There’s this stigma that self-published work is not very good. That it’s a cop-out. Lazy.
Sure there may be some work out there that in the self-published world that isn’t the best it can be. That may be through lack of direction or editing from an outside observer, or that it simply hasn’t been formatted very well. It may not strictly be the writing. If you look at most of the negative reviews of self-published work on Amazon or Smashwords, they do tend to comment on the silly grammatical or spelling errors rather than the quality of the writing.
And the problem with leaving silly mistakes in the work, is that most avid readers (and writers like me) have this very annoying habit of seeing and noticing mistakes everywhere. And it bugs us. So it affects the writing.
A spelling mistake on an eulogy can effect the sentiment.
A spelling mistake on a specials board at a restaurant can effect how yummy the dish sounds.
And spelling mistakes, typos, grammar errors in a novel can effect its overall quality.
I’m not saying that traditionally published novels don’t suffer from the occasional typo – I’ve actually seen a fair few – but that may be one word in 120,000 – not bad odds.
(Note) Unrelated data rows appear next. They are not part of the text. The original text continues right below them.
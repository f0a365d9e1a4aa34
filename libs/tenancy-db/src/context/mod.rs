//! Tenant context manager.
//!
//! [`TenantContextManager::with_tenant`] is the single entry point the transport
//! layer calls once per unit of work. It acquires a pooled session, binds the
//! tenant on it before the closure runs, and releases the binding on every exit
//! path: commit on `Ok`, rollback on `Err`, and rollback on drop when the future is
//! cancelled or the closure panics.
//!
//! The bound context is also published in a task-local, so [`current_tenant`]
//! works anywhere inside the unit of work without threading arguments through.
//! A nested `with_tenant` for the same tenant finds the running unit of work there
//! and joins it: same session, same transaction, committed by the outermost call.

mod system;
mod unit_of_work;

use std::future::Future;
use std::pin::Pin;
use std::sync::{Arc, Weak};
use std::sync::atomic::{AtomicU64, Ordering};

use chrono::{DateTime, Utc};
use sea_orm::ActiveValue::Set;
use sea_orm::DbErr;
use tenancy_security::{ActorId, SecurityContext, TenantId};
use tracing::{debug, info, warn};

use crate::TenancyError;
use crate::audit::{AuditLogger, AuditScope};
use crate::secure::IsolationStore;
use crate::tenants;

pub use system::SystemSession;
pub use unit_of_work::UnitOfWork;

tokio::task_local! {
    static CURRENT: TenantContext;
}

#[derive(Debug, Clone, Copy, PartialEq, Eq)]
pub enum ContextKind {
    Tenant,
    /// Read-only, cross-tenant, audited. Reserved for reporting.
    System,
}

/// The ephemeral binding of one unit of work. Never persisted, never shared.
#[derive(Debug, Clone)]
pub struct TenantContext {
    tenant_id: Option<TenantId>,
    actor_id: ActorId,
    bound_at: DateTime<Utc>,
    kind: ContextKind,
    uow: Weak<UnitOfWork>,
}

impl TenantContext {
    fn tenant(uow: &Arc<UnitOfWork>) -> Self {
        Self {
            tenant_id: Some(uow.tenant_id()),
            actor_id: uow.actor_id(),
            bound_at: Utc::now(),
            kind: ContextKind::Tenant,
            uow: Arc::downgrade(uow),
        }
    }

    fn system(actor_id: ActorId) -> Self {
        Self {
            tenant_id: None,
            actor_id,
            bound_at: Utc::now(),
            kind: ContextKind::System,
            uow: Weak::new(),
        }
    }

    #[must_use]
    pub fn tenant_id(&self) -> Option<TenantId> {
        self.tenant_id
    }

    #[must_use]
    pub fn actor_id(&self) -> ActorId {
        self.actor_id
    }

    #[must_use]
    pub fn bound_at(&self) -> DateTime<Utc> {
        self.bound_at
    }

    #[must_use]
    pub fn kind(&self) -> ContextKind {
        self.kind
    }
}

/// Context of the unit of work running on the current task, if any.
#[must_use]
pub fn current_context() -> Option<TenantContext> {
    CURRENT.try_with(Clone::clone).ok()
}

/// Tenant bound to the current unit of work.
///
/// # Errors
/// `MissingTenant` outside a binding and inside a system context.
pub fn current_tenant() -> Result<TenantId, TenancyError> {
    current_context()
        .and_then(|ctx| ctx.tenant_id)
        .ok_or(TenancyError::MissingTenant)
}

/// Future returned by unit-of-work closures.
pub type UowFuture<'a, T, E> = Pin<Box<dyn Future<Output = Result<T, E>> + Send + 'a>>;

#[derive(Clone, Debug)]
pub struct TenantContextManager {
    store: IsolationStore,
    audit: AuditLogger,
    system_contexts: Arc<AtomicU64>,
}

impl TenantContextManager {
    #[must_use]
    pub fn new(store: IsolationStore, audit: AuditLogger) -> Self {
        Self {
            store,
            audit,
            system_contexts: Arc::new(AtomicU64::new(0)),
        }
    }

    #[must_use]
    pub fn audit(&self) -> &AuditLogger {
        &self.audit
    }

    /// Number of system contexts opened so far.
    #[must_use]
    pub fn system_context_count(&self) -> u64 {
        self.system_contexts.load(Ordering::Relaxed)
    }

    /// Run `f` as one unit of work bound to the context's tenant.
    ///
    /// # Example
    /// ```ignore
    /// let client = manager
    ///     .with_tenant(&ctx, |uow| Box::pin(async move {
    ///         uow.insert::<client::Entity>(client::ActiveModel { .. }).await
    ///     }))
    ///     .await?;
    /// ```
    ///
    /// # Errors
    /// - `MissingTenant` when the context carries no tenant (nil id)
    /// - `Rebind` when called inside a unit of work bound to a different tenant,
    ///   or inside a system context
    /// - anything `f` returns, and session or commit failures
    ///
    /// Inside a unit of work bound to the same tenant, `f` runs on the outer unit of
    /// work and nothing is committed here.
    pub async fn with_tenant<F, T, E>(&self, ctx: &SecurityContext, f: F) -> Result<T, E>
    where
        F: for<'a> FnOnce(&'a UnitOfWork) -> UowFuture<'a, T, E> + Send,
        E: From<TenancyError> + Send,
        T: Send,
    {
        let tenant = ctx.tenant_id().map_err(TenancyError::from)?;
        let actor = ctx.actor_id();
        if let Some(active) = current_context() {
            if active.kind == ContextKind::System || active.tenant_id != Some(tenant) {
                warn!(tenant_id = %tenant, "refused to rebind an active unit of work");
                return Err(TenancyError::Rebind.into());
            }
            if let Some(outer) = active.uow.upgrade() {
                debug!(tenant_id = %tenant, "joined the running unit of work");
                return f(outer.as_ref()).await;
            }
        }

        let uow = Arc::new(self.begin(tenant, actor).await?);
        let res = CURRENT
            .scope(TenantContext::tenant(&uow), f(uow.as_ref()))
            .await;
        // Nested calls hold the unit of work only while they run.
        match Arc::try_unwrap(uow) {
            Ok(uow) => self.finish(uow, res).await,
            Err(_) => {
                warn!(tenant_id = %tenant, "unit of work still shared at exit; rolled back");
                Err(TenancyError::Db(DbErr::Custom("unit of work still shared".to_owned())).into())
            }
        }
    }

    /// Create a tenant registry row.
    ///
    /// The new tenant is bound to a fresh session and inserts its own record through
    /// the enforced path, so no privileged bypass is involved. The creation is audited
    /// under the new tenant.
    ///
    /// # Errors
    /// Session, insert, or commit failures.
    pub async fn provision_tenant(
        &self,
        name: &str,
        actor: ActorId,
    ) -> Result<tenants::Model, TenancyError> {
        let tenant = TenantId::random();
        let uow = self.begin(tenant, actor).await?;
        let res = uow
            .insert::<tenants::Entity>(tenants::ActiveModel {
                id: Set(tenant.as_uuid()),
                name: Set(name.to_owned()),
                created_at: Set(Utc::now()),
            })
            .await;
        let model = self.finish(uow, res).await?;
        info!(tenant_id = %tenant, actor_id = %actor, "tenant provisioned");
        Ok(model)
    }

    /// Run `f` in the read-only cross-tenant system context.
    ///
    /// Every entry is logged at `warn` with actor and reason and counted. On
    /// PostgreSQL row-level security still applies unless the pool's role has
    /// `BYPASSRLS`, so reporting uses a manager built on such a pool.
    ///
    /// # Errors
    /// `Rebind` inside an active unit of work, session failures, or anything `f`
    /// returns.
    pub async fn with_system_context<F, T, E>(
        &self,
        actor: ActorId,
        reason: &str,
        f: F,
    ) -> Result<T, E>
    where
        F: for<'a> FnOnce(&'a SystemSession) -> UowFuture<'a, T, E> + Send,
        E: From<TenancyError> + Send,
        T: Send,
    {
        if current_context().is_some() {
            return Err(TenancyError::Rebind.into());
        }
        let n = self.system_contexts.fetch_add(1, Ordering::Relaxed) + 1;
        warn!(actor_id = %actor, reason, system_contexts = n, "entering system context");

        let session = SystemSession::new(self.store.acquire_read_only().await?);
        let res = CURRENT
            .scope(TenantContext::system(actor), f(&session))
            .await;
        session.close().await;
        res
    }

    async fn begin(&self, tenant: TenantId, actor: ActorId) -> Result<UnitOfWork, TenancyError> {
        let mut session = self.store.acquire().await?;
        session.bind(tenant).await?;
        debug!(tenant_id = %tenant, actor_id = %actor, "tenant bound to session");
        Ok(UnitOfWork::new(
            session,
            AuditScope::new(self.audit.clone(), tenant, actor),
            tenant,
            actor,
        ))
    }

    async fn finish<T, E>(&self, uow: UnitOfWork, res: Result<T, E>) -> Result<T, E>
    where
        E: From<TenancyError>,
    {
        let tenant = uow.tenant_id();
        let (session, audit) = uow.into_parts();
        match res {
            Ok(v) => {
                session.commit().await?;
                self.audit.enqueue(audit.take_pending());
                debug!(tenant_id = %tenant, "unit of work committed");
                Ok(v)
            }
            Err(e) => {
                if let Err(rollback) = session.rollback().await {
                    warn!(tenant_id = %tenant, error = %rollback, "rollback failed");
                }
                debug!(tenant_id = %tenant, "unit of work rolled back");
                Err(e)
            }
        }
    }
}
But when a novel is littered throughout with typos and mistakes, is does affect the flow of the work, and the literary snob is us all gets put off by it.
My task that I’ve set myself next month, is to read and review purely self-published work. Whether that be in my genre, historical fiction, or in any other genre, non-fiction, or even poetry. And hopefully I’ll prove that there is some excellent work out there. There are some teams of pro-indie supporters with their own websites always busy promoting, reviewing and finding new indie/self-published writers to shout about, and I’m not trying to step on their toes. This project is for me to see whether this stigma against self-published work is valid.
So I’ll read and post reviews all next month (and maybe beyond)…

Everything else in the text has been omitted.